All individuals diagnosed with OSA, even those who deny any sleepiness and those who are treated successfully with CPAP or an oral appliance, should routinely demonstrate through an approved driving simulation or MWT that they are fit to drive in situations that require sustained attention.

How effective would these restrictions be in improving transportation safety?

Data from driving simulators and crash data have demonstrated that driving capabilities return in patients with OSA that are treated with CPAP. In motor vehicles, baseline performance has been shown to return within a matter of days. 15,16 It is advised that a screening program in railway drivers should also collect and continue to monitor safety data for continuous evaluation, quality control and program improvement.

The difference between mild, moderate and severe sleep apnea

Should any regulations differentiate requirements for patients with moderate, as opposed to severe, OSA?

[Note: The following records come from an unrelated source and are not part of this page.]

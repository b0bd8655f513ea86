//! Error types for value coercion and row projection.

use std::fmt;

/// Result type for coercion operations.
pub type Result<T> = std::result::Result<T, Error>;

/// Coarse classification of an [`Error`], stable across wrapping.
#[derive(Debug, Clone, Copy, PartialEq, Eq)]
pub enum ErrorKind {
    /// Text does not match the canonical pattern for the target type.
    Format,
    /// Numeric or enum value outside the declared domain.
    OutOfRange,
    /// Structured document does not match the target type.
    Structural,
    /// No conversion path between source and target.
    TypeMismatch,
    /// Row width does not match the shape built for the result set.
    Shape,
    /// Failure reported by the database driver.
    Driver,
}

/// Coercion errors with structured context.
#[derive(Debug, thiserror::Error)]
#[non_exhaustive]
pub enum Error {
    /// Text does not match the canonical format of `target`.
    #[error("'{text}' is not a valid {target}: {reason}")]
    Format {
        text: String,
        target: &'static str,
        reason: String,
    },

    /// Value lies outside the domain of `target`.
    #[error("'{value}' is not a valid value for {target}")]
    OutOfRange { value: String, target: &'static str },

    /// JSON document could not be mapped onto `target`.
    #[error("cannot read {target} from JSON: {source}")]
    Structural {
        target: &'static str,
        #[source]
        source: serde_json::Error,
    },

    /// No conversion exists from `from` to `to`.
    #[error("cannot convert {from} to {to}")]
    TypeMismatch { from: &'static str, to: &'static str },

    /// Row width differs from the shape.
    #[error("row has {actual} values, shape expects {expected}")]
    ColumnCount { expected: usize, actual: usize },

    /// Failure while assigning a column to a property.
    #[error("column '{column}': {source}")]
    Column {
        column: String,
        #[source]
        source: Box<Error>,
    },

    /// SQLite driver error.
    #[cfg(feature = "sqlite")]
    #[error("sqlite error: {0}")]
    Sqlite(#[from] rusqlite::Error),
}

impl Error {
    /// Create a format error.
    pub fn format(text: impl Into<String>, target: &'static str, reason: impl fmt::Display) -> Self {
        Self::Format {
            text: text.into(),
            target,
            reason: reason.to_string(),
        }
    }

    /// Create an out-of-range error.
    pub fn out_of_range(value: impl fmt::Display, target: &'static str) -> Self {
        Self::OutOfRange {
            value: value.to_string(),
            target,
        }
    }

    /// Create a structural error from a JSON failure.
    pub fn structural(target: &'static str, source: serde_json::Error) -> Self {
        Self::Structural { target, source }
    }

    /// Create a structural error with a custom message.
    pub fn structural_msg(target: &'static str, msg: impl fmt::Display) -> Self {
        Self::Structural {
            target,
            source: <serde_json::Error as serde::de::Error>::custom(msg),
        }
    }

    /// Create a type mismatch error.
    pub fn type_mismatch(from: &'static str, to: &'static str) -> Self {
        Self::TypeMismatch { from, to }
    }

    /// Attach the column name the error was raised for.
    pub fn in_column(self, column: impl Into<String>) -> Self {
        Self::Column {
            column: column.into(),
            source: Box::new(self),
        }
    }

    /// Classification of the error, looking through column context.
    pub fn kind(&self) -> ErrorKind {
        match self {
            Self::Format { .. } => ErrorKind::Format,
            Self::OutOfRange { .. } => ErrorKind::OutOfRange,
            Self::Structural { .. } => ErrorKind::Structural,
            Self::TypeMismatch { .. } => ErrorKind::TypeMismatch,
            Self::ColumnCount { .. } => ErrorKind::Shape,
            Self::Column { source, .. } => source.kind(),
            #[cfg(feature = "sqlite")]
            Self::Sqlite(_) => ErrorKind::Driver,
        }
    }
}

Excessive sleepiness can be observed at any level of sleep apnea and is not limited to moderate-to-severe OSA. The most commonly utilized parameter to categorize the severity of sleep apnea is the apnea-hypopnea-index or the AHI. An AHI of < 5 is normal, 5-14 is considered to be mild sleep apnea, 15-29 is considered moderate, and 30 or more is considered to be severe OSA.  In fact, excessive sleepiness may even be present in patients with disordered breathing who might not be diagnosed with “mild” sleep apnea using the AHI, but would be diagnosed utilizing the respiratory disturbance index (RDI) that includes respiratory effort related arousals in the detection of abnormal events. While an AHI of 20 or greater has been shown as an independent risk factor for excessive sleepiness in some studies, 17 numerous studies have shown excessive sleepiness in patients with mild forms of OSA. For example, in the study of rail workers from Brazil mentioned above, 54.4% of those with OSA had a mild form that was associated with excessive sleepiness. Therefore, limiting regulations to those with moderate or severe OSA could leave a substantial portion of patients who have excessive sleepiness undetected even though their AHI might only qualify them as having “mild” sleep apnea (AHI <15). Furthermore, the use of HST, which is advocated for herein, reduces the accuracy of discriminating between mild and moderate sleep apnea or between moderate to severe apnea, as it tends to underestimate the total severity of sleep apnea.